Bu 10 Kasım, Atatürk'ün ölümüyle değil, onun fikirlerinin, ideallerinin yaşatılmaya devam etmesiyle anlam kazandı. Onun gösterdiği yolda, Türkiye Cumhuriyeti'nin her bireyi, cumhuriyetin temel değerlerine sahip çıkarak ilerliyor. Bugün eğitimde, bilimde, sanatta, ekonomide ve tüm alanlarda yaptığı reformlarla Atatürk’ün hayal ettiği çağdaş toplumlar seviyesine ulaşmak için gösterdiğimiz çaba, onun mirasını yaşatmanın en önemli yollarından biri.
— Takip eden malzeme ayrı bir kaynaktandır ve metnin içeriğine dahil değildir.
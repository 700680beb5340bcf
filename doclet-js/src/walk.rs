//! Depth-first pre-order traversal with a per-kind dispatch, a scope stack,
//! and a side table of traversal annotations.
//!
//! The walker never attaches anything to the foreign tree; parent and
//! enclosing-scope links live in [`Annotations`], keyed by node id. The only
//! tree mutation is comment relocation: a handful of node kinds own the doc
//! comment that the parser attached to one of their children (or vice
//! versa), and those attachments are moved before the subtree is visited.

use estree_js::ast::Ast;
use estree_js::ast::NodeId;
use estree_js::ast::NodeKind;

/// Traversal links for every node of one [`Ast`], recorded in pre-order.
#[derive(Debug)]
pub struct Annotations {
  parent: Vec<Option<NodeId>>,
  enclosing_scope: Vec<Option<NodeId>>,
}

impl Annotations {
  fn with_len(len: usize) -> Annotations {
    Annotations {
      parent: vec![None; len],
      enclosing_scope: vec![None; len],
    }
  }

  /// The structural parent of `id`, or `None` for the root.
  pub fn parent(&self, id: NodeId) -> Option<NodeId> {
    self.parent[id.index()]
  }

  /// The nearest ancestor that introduces a lexical scope, or `None` at top
  /// level.
  pub fn enclosing_scope(&self, id: NodeId) -> Option<NodeId> {
    self.enclosing_scope[id.index()]
  }

  /// Walks `n` structural parents up from `id`.
  pub fn nth_parent(&self, id: NodeId, n: usize) -> Option<NodeId> {
    let mut current = id;
    for _ in 0..n {
      current = self.parent(current)?;
    }
    Some(current)
  }
}

/// The outcome of a walk: the stable pre-order visit sequence plus the
/// annotation side table.
#[derive(Debug)]
pub struct WalkResult {
  pub order: Vec<NodeId>,
  pub annotations: Annotations,
}

/// Walks the tree, annotating every reachable node. Re-walking the same
/// tree produces the identical order and links.
pub fn walk(ast: &mut Ast) -> WalkResult {
  let mut annotations = Annotations::with_len(ast.len());
  let mut order = Vec::with_capacity(ast.len());
  let mut scopes = Vec::new();
  let root = ast.root();
  visit(ast, &mut annotations, &mut order, &mut scopes, root, None);
  debug_assert!(scopes.is_empty());
  WalkResult { order, annotations }
}

fn visit(
  ast: &mut Ast,
  annotations: &mut Annotations,
  order: &mut Vec<NodeId>,
  scopes: &mut Vec<NodeId>,
  id: NodeId,
  parent: Option<NodeId>,
) {
  annotations.parent[id.index()] = parent;
  annotations.enclosing_scope[id.index()] = scopes.last().copied();

  relocate_comments(ast, id);

  let is_scope = ast.kind(id).is_scope();
  if is_scope {
    scopes.push(id);
  }
  order.push(id);

  for child in children(ast, id) {
    visit(ast, annotations, order, scopes, child, Some(id));
  }

  if is_scope {
    scopes.pop();
  }
}

// Per-kind comment ownership exceptions. These mirror how parsers attach
// leading comments: the comment the author wrote for a property sits on its
// key, a variable's comment sits on the declaration statement, and a
// standalone file comment sits on the first statement.
fn relocate_comments(ast: &mut Ast, id: NodeId) {
  match ast.kind(id) {
    NodeKind::ExpressionStatement { expression, .. } => {
      let expression = *expression;
      ast.move_leading_comments(id, expression, None);
    }
    NodeKind::VariableDeclaration { declarations, .. } => {
      if let Some(&first) = declarations.first() {
        ast.move_leading_comments(id, first, None);
      }
    }
    NodeKind::Property { key, .. }
    | NodeKind::ClassProperty { key, .. }
    | NodeKind::ClassPrivateProperty { key, .. } => {
      let key = *key;
      ast.move_leading_comments(key, id, None);
    }
    NodeKind::ExportDefaultDeclaration { declaration } => {
      let declaration = *declaration;
      if matches!(ast.kind(declaration), NodeKind::ClassDeclaration(_)) {
        ast.move_leading_comments(id, declaration, None);
      }
    }
    NodeKind::Program { body } => {
      // A module-level standalone comment followed by the first
      // declaration's own comment both end up attached to the first
      // statement; all but the last belong to the file itself.
      let first = body.first().copied();
      let last = body.last().copied();
      if let Some(first) = first {
        let extra = ast.node(first).leading_comments.len();
        if extra > 1 {
          ast.move_leading_comments(first, id, Some(extra - 1));
        }
      }
      if let Some(last) = last {
        ast.move_trailing_comments(last, id);
      }
    }
    _ => {}
  }
}

// Child enumeration for the dispatch. The set of visited children follows
// the documentation use case rather than full evaluation order: identifiers
// inside array patterns carry nothing documentable, and a catch clause's
// body is reached through its try statement.
fn children(ast: &Ast, id: NodeId) -> Vec<NodeId> {
  let mut out = Vec::new();
  match ast.kind(id) {
    NodeKind::ArrayExpression { elements } => {
      out.extend(elements.iter().flatten().copied());
    }
    NodeKind::ArrayPattern { elements } => {
      for element in elements.iter().flatten() {
        if !matches!(ast.kind(*element), NodeKind::Identifier { .. }) {
          out.push(*element);
        }
      }
    }
    NodeKind::ArrowFunctionExpression(func)
    | NodeKind::FunctionDeclaration(func)
    | NodeKind::FunctionExpression(func) => {
      out.extend(func.id);
      out.extend(func.params.iter().copied());
      out.extend(func.body);
    }
    NodeKind::AssignmentExpression { left, right, .. }
    | NodeKind::AssignmentPattern { left, right }
    | NodeKind::BinaryExpression { left, right, .. }
    | NodeKind::LogicalExpression { left, right, .. } => {
      out.push(*left);
      out.push(*right);
    }
    NodeKind::AwaitExpression { argument }
    | NodeKind::SpreadElement { argument }
    | NodeKind::RestElement { argument }
    | NodeKind::ThrowStatement { argument }
    | NodeKind::UnaryExpression { argument, .. }
    | NodeKind::UpdateExpression { argument, .. } => out.push(*argument),
    NodeKind::BlockStatement { body } | NodeKind::ClassBody { body } | NodeKind::Program { body } => {
      out.extend(body.iter().copied());
    }
    NodeKind::BreakStatement
    | NodeKind::ContinueStatement
    | NodeKind::DebuggerStatement
    | NodeKind::EmptyStatement
    | NodeKind::Identifier { .. }
    | NodeKind::Literal { .. }
    | NodeKind::MetaProperty
    | NodeKind::PrivateIdentifier { .. }
    | NodeKind::Super
    | NodeKind::TemplateElement
    | NodeKind::ThisExpression
    | NodeKind::CatchClause { .. } => {}
    NodeKind::CallExpression { callee, arguments }
    | NodeKind::NewExpression { callee, arguments } => {
      out.push(*callee);
      out.extend(arguments.iter().copied());
    }
    NodeKind::ClassDeclaration(class) | NodeKind::ClassExpression(class) => {
      out.extend(class.id);
      out.extend(class.super_class);
      out.push(class.body);
    }
    NodeKind::ClassPrivateProperty { value, .. } | NodeKind::ClassProperty { value, .. } => {
      out.extend(*value);
    }
    NodeKind::ConditionalExpression { test, consequent, alternate } => {
      out.push(*test);
      out.push(*consequent);
      out.push(*alternate);
    }
    NodeKind::DoWhileStatement { body, test } => {
      out.push(*test);
      out.push(*body);
    }
    NodeKind::ExportAllDeclaration { source } => out.extend(*source),
    NodeKind::ExportDefaultDeclaration { declaration } => out.push(*declaration),
    NodeKind::ExportNamedDeclaration { declaration, specifiers, source } => {
      out.extend(*declaration);
      out.extend(specifiers.iter().copied());
      out.extend(*source);
    }
    NodeKind::ExportSpecifier { local, exported } => {
      out.push(*exported);
      out.push(*local);
    }
    NodeKind::ExpressionStatement { expression, .. } => out.push(*expression),
    NodeKind::ForInStatement { left, right, body }
    | NodeKind::ForOfStatement { left, right, body } => {
      out.push(*left);
      out.push(*right);
      out.push(*body);
    }
    NodeKind::ForStatement { init, test, update, body } => {
      out.extend(*init);
      out.extend(*test);
      out.extend(*update);
      out.push(*body);
    }
    NodeKind::IfStatement { test, consequent, alternate } => {
      out.push(*test);
      out.push(*consequent);
      out.extend(*alternate);
    }
    NodeKind::ImportDeclaration { specifiers, source } => {
      out.extend(specifiers.iter().copied());
      out.push(*source);
    }
    NodeKind::ImportDefaultSpecifier { local } | NodeKind::ImportNamespaceSpecifier { local } => {
      out.push(*local);
    }
    NodeKind::ImportSpecifier { imported, local } => {
      out.push(*imported);
      out.push(*local);
    }
    NodeKind::MemberExpression { object, property, .. } => {
      out.push(*object);
      out.push(*property);
    }
    NodeKind::MethodDefinition { key, value, .. } => {
      out.push(*key);
      out.push(*value);
    }
    NodeKind::ObjectExpression { properties } | NodeKind::ObjectPattern { properties } => {
      out.extend(properties.iter().copied());
    }
    NodeKind::Property { value, .. } => out.push(*value),
    NodeKind::ReturnStatement { argument } | NodeKind::YieldExpression { argument } => {
      out.extend(*argument);
    }
    NodeKind::SequenceExpression { expressions } => out.extend(expressions.iter().copied()),
    NodeKind::SwitchCase { test, consequent } => {
      out.extend(*test);
      out.extend(consequent.iter().copied());
    }
    NodeKind::SwitchStatement { discriminant, cases } => {
      out.push(*discriminant);
      out.extend(cases.iter().copied());
    }
    NodeKind::TaggedTemplateExpression { tag, quasi } => {
      out.push(*tag);
      out.push(*quasi);
    }
    NodeKind::TemplateLiteral { quasis, expressions } => {
      out.extend(quasis.iter().copied());
      out.extend(expressions.iter().copied());
    }
    NodeKind::TryStatement { block, handler, finalizer } => {
      out.push(*block);
      // The catch clause's parameter introduces nothing documentable; go
      // straight to its body.
      if let Some(handler) = handler {
        if let NodeKind::CatchClause { body, .. } = ast.kind(*handler) {
          out.push(*body);
        }
      }
      out.extend(*finalizer);
    }
    NodeKind::VariableDeclaration { declarations, .. } => {
      out.extend(declarations.iter().copied());
    }
    NodeKind::VariableDeclarator { id, init } => {
      out.push(*id);
      out.extend(*init);
    }
    NodeKind::WhileStatement { test, body } => {
      out.push(*test);
      out.push(*body);
    }
    NodeKind::WithStatement { object, body } => {
      out.push(*object);
      out.push(*body);
    }
    NodeKind::Unknown { type_name } => {
      tracing::debug!(
        kind = %type_name,
        "unrecognized node kind; skipping the node's descendants"
      );
    }
  }
  out
}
Atatürk, "Benim naçiz vücudum elbet bir gün toprağa dönecektir, fakat Türkiye Cumhuriyeti ilelebet payidar kalacaktır" demişti. Onun bu sözleri, Türkiye Cumhuriyeti’nin temellerinin ne kadar sağlam ve kalıcı olduğunu bir kez daha hatırlatıyor. Bugün, Atatürk’ün izinden gitmeye devam eden bir millet olarak, hem geçmişimize duyduğumuz minnettarlığı hem de geleceğe olan umutlarımızı birleştiriyoruz. Bu özlem, yalnızca bugün değil, her zaman kalbimizde yaşatmamız gereken bir duygu.
Atatürk’e olan özlemimiz, sadece hatırlamakla kalmayıp, onun ilkelerine sadık kalmakla somutlaşır. Cumhuriyetimizi, çağdaş medeniyetler seviyesinin üzerine çıkarma yolunda göstermemiz gereken azim ve kararlılıkla her birimizin üzerine düşen sorumluluklar büyük. Onun mirasını, çocuklarımıza, torunlarımıza daha güzel bir ülke bırakmak için devam ettirecek ve gelecek nesillere aktaracağız.
Atatürk’ün "Türk, öğün, çalış, güven" diyerek bizlere verdiği mesajı her an içselleştirerek, onun izinden gitmek en büyük ödevimizdir. Bugün, 10 Kasım’da bir kez daha Gazi Mustafa Kemal Atatürk’ü rahmetle anıyor, onun aziz hatırası önünde saygı ve minnetle eğiliyoruz.